On another point, the author of an elaborate and beautiful essay in one of our quarterly publications, throws out some intimations, respecting the justice of which there may be various opinions. He suggests that the appearance of cultivated flowers in the enclosure is not at first entirely in keeping with the associations of the place. Every thing that is not indigenous to the spot, seems as though it must be of an unnatural or sickly nature. There may be some reason, he says, for placing a particular flower or shrub at the grave of a friend; but the rearing of flowers for mere ornament, or for any other purpose than the one just specified, seems like life amidst corruption, or the intrusion of art amidst the wildness of nature. Whatever exception may be taken to these strictures by any admirers of floral cultivation, controversy respecting it may well be spared, since the plan of any considerable or conspicuous Botanical establishment, to be connected with the Cemetery, (as the reader of the history of Mount Auburn will have noticed was the design,) has, as we understand, been long since abandoned.
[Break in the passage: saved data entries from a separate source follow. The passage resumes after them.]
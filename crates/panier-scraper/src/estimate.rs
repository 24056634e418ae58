//! Reduction of scored candidates to a low/high price estimate.

use panier_core::{Candidate, Estimate};

use crate::score::fuzzy_score;

/// Listings considered per search.
pub const MAX_CANDIDATES: usize = 5;

/// Best-scored listings kept for pricing.
pub const TOP_BY_SCORE: usize = 3;

/// How a retailer maps the price-sorted best candidates onto the
/// `highest`/`lowest` fields.
///
/// Both conventions are in use across retailers and each must be kept as-is
/// so results stay comparable with earlier runs.
#[derive(Debug, Clone, Copy, PartialEq, Eq)]
pub enum PricePairing {
    /// `highest` = most expensive of the best three, `lowest` = cheapest.
    HighestLast,
    /// `highest` = cheapest of the best three, `lowest` = most expensive.
    HighestFirst,
}

/// Label a candidate is scored under: name and brand, brand omitted when empty.
#[must_use]
pub fn candidate_label(candidate: &Candidate) -> String {
    format!("{} {}", candidate.name.trim(), candidate.brand.trim())
        .trim()
        .to_owned()
}

/// Turns the candidates of one search into an [`Estimate`].
///
/// Candidates without a score are scored against `query` first. Only the
/// first [`MAX_CANDIDATES`] are looked at; of those the [`TOP_BY_SCORE`] best
/// (ties keep listing order) are sorted by price and paired per `pairing`.
/// No candidates is a not-found estimate.
#[must_use]
pub fn reduce(query: &str, candidates: Vec<Candidate>, pairing: PricePairing) -> Estimate {
    let mut scored: Vec<Candidate> = candidates
        .into_iter()
        .take(MAX_CANDIDATES)
        .map(|c| match c.score {
            Some(_) => c,
            None => {
                let score = fuzzy_score(query, &candidate_label(&c));
                c.with_score(score)
            }
        })
        .collect();

    // `sort_by` is stable, which keeps listing order among equal scores.
    scored.sort_by(|a, b| b.score.cmp(&a.score));
    scored.truncate(TOP_BY_SCORE);
    scored.sort_by(|a, b| a.price.cmp(&b.price));

    let (Some(first), Some(last)) = (scored.first(), scored.last()) else {
        return Estimate::not_found();
    };

    match pairing {
        PricePairing::HighestLast => Estimate::found(last.price, first.price),
        PricePairing::HighestFirst => Estimate::found(first.price, last.price),
    }
}
pub mod app_config;
pub mod config;
pub mod items;
pub mod stores;

pub use app_config::{AppConfig, Environment};
pub use config::{load_app_config, load_app_config_from_env};
pub use items::{Candidate, Estimate, ItemQuery, ItemResult, QueryFields, NOT_FOUND_MESSAGE};
pub use stores::{StoreId, StoreLocation, UnsupportedStore, WorkerLimits};

use thiserror::Error;

#[derive(Debug, Error)]
pub enum ConfigError {
    #[error("missing required environment variable: {0}")]
    MissingEnvVar(String),

    #[error("invalid value for {var}: {reason}")]
    InvalidEnvVar { var: String, reason: String },
}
One of the most remarkable in every respect of the monuments at Mount Auburn will be likely to attract the visitor's notice-notwithstanding the charms of sweet little Garden Pond which he leaves on his left-before he has advanced far up the principal avenue leading from the gate-way into the midst of the grounds. This is the tomb of Spurzheim ;--an elegant but plain oblong sarcophagus, erected by subscription, and bearing no other inscription than the simple name.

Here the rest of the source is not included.